En esta aventura del toreo Álvaro conoció de cerca un mundo especial: “El mundo de los toreros. Fui amigo de verdad de muchos y sigo siéndolo. Me honra esta amistad. El torero es, por regla general, un hombre de grandes virtudes humanas. Siempre he considerado que de ellos se puede aprender -aparte de que cada día están más preparados y amplían su cultura formativa- grandes sentimientos y grandes virtudes humanas, que sorprenden porque todos hemos visto a los toreros bajo un prisma falso, en un ambiente enrarecido y morboso, que no es el suyo real. El torero lucha, casi de niño, entre el orgullo y la humildad, entre la popularidad y el olvido, entre la caballerosidad y la batalla sin cuartel de la competencia y los personajes más nobles y los menos nobles, todo mezclado y en conjunto”.

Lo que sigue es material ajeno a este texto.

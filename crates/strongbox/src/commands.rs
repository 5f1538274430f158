// SPDX-FileCopyrightText: 2026 Strongbox Contributors
// SPDX-License-Identifier: MIT OR Apache-2.0

//! Subcommand implementations.
//!
//! Each command opens the key file and database, authenticates when it
//! touches secrets, does one thing, and closes the database on every path.

use std::io::{BufRead, IsTerminal};
use std::sync::Arc;

use chrono::{DateTime, Utc};
use secrecy::{ExposeSecret, SecretString};
use strongbox_config::StrongboxConfig;
use strongbox_core::{
    EntryId, EntryUpdate, LoginOutcome, NewEntry, RegisterOutcome, Session, StrongboxError,
    is_expired_at,
};
use strongbox_storage::Database;
use strongbox_vault::{
    AuthService, KeyStore, SecretStore, get_master_password, get_new_master_password, mask_secret,
};
use thiserror::Error;
use tracing::debug;

/// Failures reported to the user by a command.
#[derive(Debug, Error)]
pub enum CliError {
    #[error(transparent)]
    Vault(#[from] StrongboxError),

    /// Login refused: wrong password, unknown account, or lockout.
    #[error("{0}")]
    Denied(String),

    #[error("{0}")]
    NotFound(String),
}

/// Field changes collected from `update` flags.
#[derive(Debug, Default)]
pub struct UpdateArgs {
    pub service: Option<String>,
    pub account_login: Option<String>,
    pub password: bool,
    pub expire_date: Option<Option<DateTime<Utc>>>,
}

struct Vault {
    db: Database,
    auth: AuthService,
    secrets: SecretStore,
}

impl Vault {
    async fn open(config: &StrongboxConfig) -> Result<Self, CliError> {
        let keystore = Arc::new(KeyStore::open(&config.keystore.key_file)?);
        let db = Database::open_with(&config.storage).await?;
        Ok(Self {
            auth: AuthService::new(db.clone(), keystore, &config.kdf),
            secrets: SecretStore::new(db.clone()),
            db,
        })
    }

    async fn authenticate(&self, login: &str) -> Result<Session, CliError> {
        let password = get_master_password("Master password: ")?;
        match self.auth.login(login, &password).await? {
            LoginOutcome::Authenticated(session) => Ok(session),
            LoginOutcome::InvalidCredentials { remaining_attempts } => Err(CliError::Denied(format!(
                "invalid login or master password ({remaining_attempts} attempt(s) left before lockout)"
            ))),
            LoginOutcome::Locked => Err(CliError::Denied("account is locked".into())),
            LoginOutcome::LockedNow => Err(CliError::Denied(
                "too many failed attempts -- account is now locked".into(),
            )),
        }
    }

    /// Close the database, then hand back the command's result.
    ///
    /// The close runs on every path; its own failure is only reported when the
    /// command succeeded.
    async fn finish<T>(self, result: Result<T, CliError>) -> Result<T, CliError> {
        let closed = self.db.close().await;
        let value = result?;
        closed?;
        Ok(value)
    }
}

/// Read a service password from stdin when piped, or prompt on a terminal.
fn read_account_password() -> Result<SecretString, CliError> {
    let password = if std::io::stdin().is_terminal() {
        rpassword::prompt_password("Account password: ")
            .map_err(|e| StrongboxError::InvalidInput(format!("failed to read password: {e}")))?
    } else {
        let mut line = String::new();
        std::io::stdin()
            .lock()
            .read_line(&mut line)
            .map_err(|e| StrongboxError::InvalidInput(format!("failed to read stdin: {e}")))?;
        line.trim_end_matches(['\r', '\n']).to_string()
    };
    if password.is_empty() {
        return Err(StrongboxError::InvalidInput("account password must not be empty".into()).into());
    }
    Ok(SecretString::from(password))
}

fn format_expiry(expire_date: Option<DateTime<Utc>>, now: DateTime<Utc>) -> String {
    let Some(at) = expire_date else {
        return "-".to_string();
    };
    let date = at.format("%Y-%m-%d");
    if is_expired_at(expire_date, now) {
        format!("{date} (expired)")
    } else {
        date.to_string()
    }
}

pub async fn register(config: &StrongboxConfig, login: &str) -> Result<(), CliError> {
    let vault = Vault::open(config).await?;
    let result = async {
        let password = get_new_master_password("New master password: ")?;
        Ok::<_, CliError>(vault.auth.register(login, &password).await?)
    }
    .await;
    match vault.finish(result).await? {
        RegisterOutcome::Registered(id) => {
            println!("registered `{}` (user {id})", login.trim());
            Ok(())
        }
        RegisterOutcome::DuplicateLogin => Err(CliError::Denied(format!(
            "login `{}` is already registered",
            login.trim()
        ))),
    }
}

pub async fn login(config: &StrongboxConfig, login: &str) -> Result<(), CliError> {
    let vault = Vault::open(config).await?;
    let result = vault.authenticate(login).await;
    let session = vault.finish(result).await?;
    println!("authenticated as `{}`", session.login);
    Ok(())
}

pub async fn add(
    config: &StrongboxConfig,
    login: &str,
    service: String,
    account_login: String,
    expire_date: Option<DateTime<Utc>>,
) -> Result<(), CliError> {
    let vault = Vault::open(config).await?;
    let result = async {
        let session = vault.authenticate(login).await?;
        let entry = NewEntry {
            service,
            account_login,
            account_password: read_account_password()?,
            expire_date,
        };
        Ok::<_, CliError>(vault.secrets.add(&session, entry).await?)
    }
    .await;
    let id = vault.finish(result).await?;
    println!("added entry {id}");
    Ok(())
}

pub async fn list(config: &StrongboxConfig, login: &str, json: bool) -> Result<(), CliError> {
    let vault = Vault::open(config).await?;
    let result = async {
        let session = vault.authenticate(login).await?;
        Ok::<_, CliError>(vault.secrets.list(&session).await?)
    }
    .await;
    let entries = vault.finish(result).await?;

    if json {
        let rendered = serde_json::to_string_pretty(&entries)
            .map_err(|e| StrongboxError::Internal(format!("cannot render JSON: {e}")))?;
        println!("{rendered}");
        return Ok(());
    }

    if entries.is_empty() {
        println!("no entries");
        return Ok(());
    }
    let now = Utc::now();
    println!("{:>5}  {:<24} {:<32} EXPIRES", "ID", "SERVICE", "LOGIN");
    for entry in &entries {
        println!(
            "{:>5}  {:<24} {:<32} {}",
            entry.id,
            entry.service,
            entry.account_login,
            format_expiry(entry.expire_date, now)
        );
    }
    Ok(())
}

pub async fn show(
    config: &StrongboxConfig,
    login: &str,
    id: EntryId,
    reveal: bool,
) -> Result<(), CliError> {
    let vault = Vault::open(config).await?;
    let result = async {
        let session = vault.authenticate(login).await?;
        Ok::<_, CliError>(vault.secrets.reveal(&session, id).await?)
    }
    .await;
    let Some(entry) = vault.finish(result).await? else {
        return Err(CliError::NotFound(format!("no entry {id}")));
    };

    let password = if reveal {
        entry.account_password.expose_secret().to_string()
    } else {
        mask_secret(entry.account_password.expose_secret())
    };
    println!("service:  {}", entry.service);
    println!("login:    {}", entry.account_login);
    println!("password: {password}");
    println!("expires:  {}", format_expiry(entry.expire_date, Utc::now()));
    if entry.legacy {
        println!("note:     stored unencrypted -- run `strongbox migrate`");
    }
    Ok(())
}

pub async fn update(
    config: &StrongboxConfig,
    login: &str,
    id: EntryId,
    args: UpdateArgs,
) -> Result<(), CliError> {
    let vault = Vault::open(config).await?;
    let result = async {
        let session = vault.authenticate(login).await?;
        let account_password = if args.password {
            Some(read_account_password()?)
        } else {
            None
        };
        let update = EntryUpdate {
            service: args.service,
            account_login: args.account_login,
            account_password,
            expire_date: args.expire_date,
        };
        Ok::<_, CliError>(vault.secrets.update(&session, id, update).await?)
    }
    .await;
    if !vault.finish(result).await? {
        return Err(CliError::NotFound(format!("no entry {id}")));
    }
    println!("updated entry {id}");
    Ok(())
}

pub async fn delete(config: &StrongboxConfig, login: &str, id: EntryId) -> Result<(), CliError> {
    let vault = Vault::open(config).await?;
    let result = async {
        let session = vault.authenticate(login).await?;
        Ok::<_, CliError>(vault.secrets.delete(&session, id).await?)
    }
    .await;
    if !vault.finish(result).await? {
        return Err(CliError::NotFound(format!("no entry {id}")));
    }
    println!("deleted entry {id}");
    Ok(())
}

pub async fn passwd(config: &StrongboxConfig, login: &str) -> Result<(), CliError> {
    let vault = Vault::open(config).await?;
    let result = async {
        let session = vault.authenticate(login).await?;
        let new_password = get_new_master_password("New master password: ")?;
        Ok::<_, CliError>(vault.auth.change_master_password(&session, &new_password).await?)
    }
    .await;
    if !vault.finish(result).await? {
        return Err(CliError::Denied(
            "account changed while updating the password; try again".into(),
        ));
    }
    println!("master password changed");
    Ok(())
}

pub async fn migrate(config: &StrongboxConfig, login: &str) -> Result<(), CliError> {
    let vault = Vault::open(config).await?;
    let result = async {
        let session = vault.authenticate(login).await?;
        Ok::<_, CliError>(vault.secrets.migrate_legacy_entries(&session).await?)
    }
    .await;
    let report = vault.finish(result).await?;
    println!(
        "encrypted {} legacy entr{}, {} already encrypted",
        report.migrated.len(),
        if report.migrated.len() == 1 { "y" } else { "ies" },
        report.already_encrypted
    );
    if !report.skipped.is_empty() {
        println!("{} entries changed during migration; run again", report.skipped.len());
    }
    Ok(())
}

pub async fn status(config: &StrongboxConfig, login: &str) -> Result<(), CliError> {
    let vault = Vault::open(config).await?;
    let result = vault.auth.account_status(login).await.map_err(CliError::from);
    let Some(status) = vault.finish(result).await? else {
        return Err(CliError::NotFound(format!("no account `{}`", login.trim())));
    };
    println!("login:           {}", status.login);
    println!("state:           {}", status.state);
    println!("failed attempts: {}", status.failed_attempts);
    println!("updated:         {}", status.updated_at);
    Ok(())
}

pub fn keygen(config: &StrongboxConfig) -> Result<(), CliError> {
    let path = std::path::Path::new(&config.keystore.key_file);
    let existed = path.exists();
    let keystore = KeyStore::open(path)?;
    debug!(existed, "keygen");
    let verb = if existed { "exists" } else { "created" };
    println!("root key {} {verb} at {}", keystore.key_id(), keystore.path().display());
    Ok(())
}

#[cfg(test)]
mod tests {
    use super::*;
    use chrono::{Duration, TimeZone};

    #[test]
    fn expiry_formatting() {
        let now = Utc.with_ymd_and_hms(2030, 1, 1, 0, 0, 0).unwrap();
        assert_eq!(format_expiry(None, now), "-");
        assert_eq!(format_expiry(Some(now + Duration::days(31)), now), "2030-02-01");
        assert_eq!(
            format_expiry(Some(now - Duration::days(1)), now),
            "2029-12-31 (expired)"
        );
        assert_eq!(format_expiry(Some(now), now), "2030-01-01 (expired)");
    }

    #[test]
    fn vault_errors_pass_through_unchanged() {
        let err: CliError = StrongboxError::AuthenticationFailed.into();
        assert_eq!(err.to_string(), StrongboxError::AuthenticationFailed.to_string());
    }
}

Y… ¡Manolete! El torero más amigo de todos aquellos con los que toreó: “Fui muy amigo de Manolete. Manolete ha sido uno de los grandes amigos que he tenido en mi vida. Su mayor preocupación era la responsabilidad y el deseo de saber. Sabía que tenía que darlo todo en cada corrida… y lo daba sin reservas. Estaba seguro de sí, de su arte. A Manolete, en la soledad del campo, a la luz tenue de las chimeneas, le gustaba hablar de lo hondo y de lo extraño. Sus ansias por conocer lo humano y lo divino hacían de aquellas tertulias una verdadera historia de enseñanza”.